Cuando era joven, S. Dilworth Young asistió a una conferencia en que unos
cuantos líderes del sacerdocio estaban presentes. Durante la reunión, el hermano
Young se fijó en un hermano anciano que se encontraba sentado en uno de los
bancos del fondo de la sala. Estaba dormido profundamente, con la cabeza
echada hacia atrás y la boca abierta de par en par. El hermano Young advirtió que
había un tragaluz situado justo sobre la cabeza del caballero de edad avanzada.
Le pasó por la cabeza una idea: si pudiera trepar hasta la claraboya, podría bolitas
de papel desde arriba a la boca del señor y darle un susto de muerte. La idea era
tan fascinante le mantuvo su mente ocupada el resto de la reunión. Finalmente,
esta terminó y al ofrecerse la última oración, todos se levantaron para marcharse.

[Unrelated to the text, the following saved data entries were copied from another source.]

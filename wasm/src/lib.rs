use orgchart_layout::config::Config;
use orgchart_layout::ir::Direction;
use orgchart_layout::layout::OrderingPolicy;
use orgchart_layout::parser::RecordSet;
use orgchart_layout::render::{Scene, render_svg};
use orgchart_layout::state::ChartState;
use orgchart_layout::theme::Theme;
use serde::Deserialize;
use wasm_bindgen::prelude::*;

#[derive(Debug, Default, Deserialize)]
#[serde(rename_all = "camelCase")]
struct OrgChartOptions {
    theme: Option<String>,
    direction: Option<String>,
    ordering: Option<String>,
    order_passes: Option<usize>,
    font_family: Option<String>,
    font_size: Option<f32>,
    node_width: Option<f32>,
    node_height: Option<f32>,
    fit_labels: Option<bool>,
    #[serde(default)]
    collapsed: Vec<String>,
    collapse_depth: Option<usize>,
    selected: Option<String>,
}

fn build_config(options: &OrgChartOptions) -> Result<Config, String> {
    let mut config = Config::default();
    if let Some(name) = options.theme.as_deref() {
        let theme = Theme::by_name(name).ok_or_else(|| format!("unknown theme `{name}`"))?;
        config.render.background = theme.background.clone();
        config.theme = theme;
    }
    if let Some(token) = options.direction.as_deref() {
        config.layout.direction =
            Direction::from_token(token).ok_or_else(|| format!("unknown direction `{token}`"))?;
    }
    if let Some(token) = options.ordering.as_deref() {
        config.layout.ordering = OrderingPolicy::from_token(token, options.order_passes.unwrap_or(4))
            .ok_or_else(|| format!("unknown ordering `{token}`"))?;
    }
    if let Some(font_family) = options.font_family.clone() {
        config.theme.font_family = font_family;
    }
    if let Some(font_size) = options.font_size {
        config.theme.font_size = font_size;
    }
    if let Some(width) = options.node_width {
        config.layout.node_width = width;
    }
    if let Some(height) = options.node_height {
        config.layout.node_height = height;
    }
    if let Some(fit) = options.fit_labels {
        config.layout.fit_labels = fit;
    }
    Ok(config)
}

fn build_scene(records_json: &str, options: &OrgChartOptions) -> Result<(Scene, Config), String> {
    let config = build_config(options)?;
    let records = RecordSet::from_json(records_json).map_err(|error| error.to_string())?;
    let mut state = ChartState::new(config.clone());
    state.load(records).map_err(|error| error.to_string())?;
    if let Some(depth) = options.collapse_depth {
        state.collapse_below(depth).map_err(|error| error.to_string())?;
    }
    if !options.collapsed.is_empty() {
        let mut ids: Vec<String> = state.collapsed().iter().cloned().collect();
        ids.extend(options.collapsed.iter().cloned());
        state.set_collapsed(ids).map_err(|error| error.to_string())?;
    }
    if let Some(id) = options.selected.as_deref() {
        state.select(Some(id)).map_err(|error| error.to_string())?;
    }
    let scene = state.scene().ok_or_else(|| "nothing to render".to_string())?;
    Ok((scene, config))
}

fn parse_options(options_json: Option<String>) -> Result<OrgChartOptions, JsValue> {
    match options_json {
        Some(raw_options) => serde_json::from_str::<OrgChartOptions>(&raw_options)
            .map_err(|error| JsValue::from_str(&error.to_string())),
        None => Ok(OrgChartOptions::default()),
    }
}

/// Lays out the records and returns the render scene as JSON.
#[wasm_bindgen]
pub fn layout_org_chart(records_json: &str, options_json: Option<String>) -> Result<String, JsValue> {
    let options = parse_options(options_json)?;
    let (scene, _) = build_scene(records_json, &options).map_err(|error| JsValue::from_str(&error))?;
    serde_json::to_string(&scene).map_err(|error| JsValue::from_str(&error.to_string()))
}

#[wasm_bindgen]
pub fn render_org_chart_svg(records_json: &str, options_json: Option<String>) -> Result<String, JsValue> {
    let options = parse_options(options_json)?;
    let (scene, config) = build_scene(records_json, &options).map_err(|error| JsValue::from_str(&error))?;
    Ok(render_svg(&scene, &config.theme, &config.render))
}

#[cfg(test)]
mod tests {
    use orgchart_layout::render::render_svg;

    use crate::{OrgChartOptions, build_scene};

    const RECORDS: &str = r#"{ "id": "ceo", "name": "Ada", "title": "CEO", "children": [
        { "id": "cto", "name": "Brian", "children": [ { "id": "dev", "name": "Cleo" } ] },
        { "id": "cfo", "name": "Dana" }
    ] }"#;

    #[test]
    fn renders_collapsed_chart() {
        let options: OrgChartOptions =
            serde_json::from_str(r#"{ "collapsed": ["cto"], "selected": "cfo", "direction": "lr" }"#)
                .expect("valid options");
        let (scene, config) = build_scene(RECORDS, &options).expect("chart should lay out");
        assert_eq!(scene.nodes.len(), 3);
        assert_eq!(scene.selected.as_deref(), Some("cfo"));

        let svg = render_svg(&scene, &config.theme, &config.render);
        assert!(svg.contains("<svg"));
        assert!(svg.contains("Ada"));
        assert!(!svg.contains("Cleo"));
    }

    #[test]
    fn rejects_unknown_theme() {
        let options = OrgChartOptions {
            theme: Some("neon".to_string()),
            ..OrgChartOptions::default()
        };
        assert!(build_scene(RECORDS, &options).is_err());
    }
}
use crate::ir::Hierarchy;
use crate::layout::{EdgeSide, Layout};
use crate::visibility::VisibleSubgraph;
use serde::Serialize;
use std::fs::File;
use std::io::BufWriter;
use std::path::Path;

/// Stable JSON view of a layout, used for golden comparisons and debugging.
#[derive(Debug, Serialize)]
pub struct LayoutDump {
    pub direction: String,
    pub width: f32,
    pub height: f32,
    pub ranks: Vec<Vec<String>>,
    pub nodes: Vec<NodeDump>,
    pub edges: Vec<EdgeDump>,
    pub folded: Vec<String>,
}

#[derive(Debug, Serialize)]
pub struct NodeDump {
    pub id: String,
    pub name: String,
    pub rank: usize,
    pub order: usize,
    pub x: f32,
    pub y: f32,
    pub width: f32,
    pub height: f32,
}

#[derive(Debug, Serialize)]
pub struct EdgeDump {
    pub from: String,
    pub to: String,
    pub start_side: EdgeSide,
    pub end_side: EdgeSide,
    pub points: Vec<[f32; 2]>,
}

impl LayoutDump {
    pub fn from_layout(layout: &Layout, hierarchy: &Hierarchy, visible: &VisibleSubgraph) -> Self {
        let nodes = visible
            .nodes
            .iter()
            .filter_map(|id| layout.nodes.get(id))
            .map(|node| NodeDump {
                id: node.id.clone(),
                name: hierarchy
                    .person(&node.id)
                    .map(|person| person.name.clone())
                    .unwrap_or_default(),
                rank: node.rank,
                order: node.order,
                x: node.x,
                y: node.y,
                width: node.width,
                height: node.height,
            })
            .collect();

        let edges = layout
            .edges
            .iter()
            .map(|edge| EdgeDump {
                from: edge.from.clone(),
                to: edge.to.clone(),
                start_side: edge.start_side,
                end_side: edge.end_side,
                points: edge.points.iter().map(|(x, y)| [*x, *y]).collect(),
            })
            .collect();

        LayoutDump {
            direction: format!("{:?}", layout.direction),
            width: layout.width,
            height: layout.height,
            ranks: layout.ranks.clone(),
            nodes,
            edges,
            folded: visible.folded.clone(),
        }
    }
}

pub fn write_layout_dump(
    path: &Path,
    layout: &Layout,
    hierarchy: &Hierarchy,
    visible: &VisibleSubgraph,
) -> anyhow::Result<()> {
    let file = File::create(path)?;
    let writer = BufWriter::new(file);
    let dump = LayoutDump::from_layout(layout, hierarchy, visible);
    serde_json::to_writer_pretty(writer, &dump)?;
    Ok(())
}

El élder Young se encontró detrás de un hombre visiblemente conmovido. El
hermano en cuestión se dirigió al hombre que tenía al lado y le dijo: ‘Menudo
banquete espiritual hemos tenido hoy’. El élder Young se dijo a sí mismo:
‘Dilworth, ¿dónde has estado cuando se sirvió el banquete?».14
Todas las semanas se sirve un festín en la reunión sacramental. Los
discursantes, los músicos y las oraciones son partes integrantes de esta reunión,
pero no son el plato principal. La música puede resultar desafinada; los oradores,
monótonos, pero los que acudan hambrientos a la mesa sacramental todavía
pueden saciarse. Cualquier hombre o mujer que viene a la reunión sacramental
con hambre y sed de alimento espiritual hallará refrigerio y nutrición para su
alma. El Salvador prometió a los nefitas: «Y si os acordáis siempre de mí,
tendréis mi Espíritu para que esté con vosotros» (3 Nefi 18:7). Más tarde,
mediante la repetición, les prometió que todos los que coman y beban de sus
emblemas adecuadamente: «su alma nunca tendrá hambre ni sed, sino que será
llena» (3 Nefi 20:8).
Cuando recordamos la Expiación y reflexionamos sinceramente sobre su
sacrificio y su amor, nuestras almas se llenan de agradecimiento, paz y un
sentimiento de autoestima que proviene de ser uno con el Salvador. El presidente
Brigham Young enseñó: «Es una de las mayores bendiciones que podríamos
disfrutar, venir ante el Señor, ante los ángeles y ante los demás, para dar
testimonio de que recordamos que el Señor Jesucristo ha muerto por
nosotros».15 El Señor les recordó a José y a Oliver de la necesidad constante de
reflexionar así: «Mirad hacia mí en todo pensamiento; (…) Mirad las heridas que
traspasaron mi costado, y también las marcas de los clavos en mis manos y pies»
(DyC 6:36–37).
De algún modo, el acto mismo de recordar al Salvador y meditar acerca de su
vida es, en sí mismo, un catalizador de bondad. Debe ser difícil, si no imposible,
reflexionar con sinceridad acerca de la vida del Salvador y hacer el mal
simultáneamente. Hacerlo así equivaldría a pedirle a alguien que avanzara y
retrocediera al mismo tiempo. Cada vez que nos paramos a meditar sobre el
Salvador, damos un paso espiritual hacia delante.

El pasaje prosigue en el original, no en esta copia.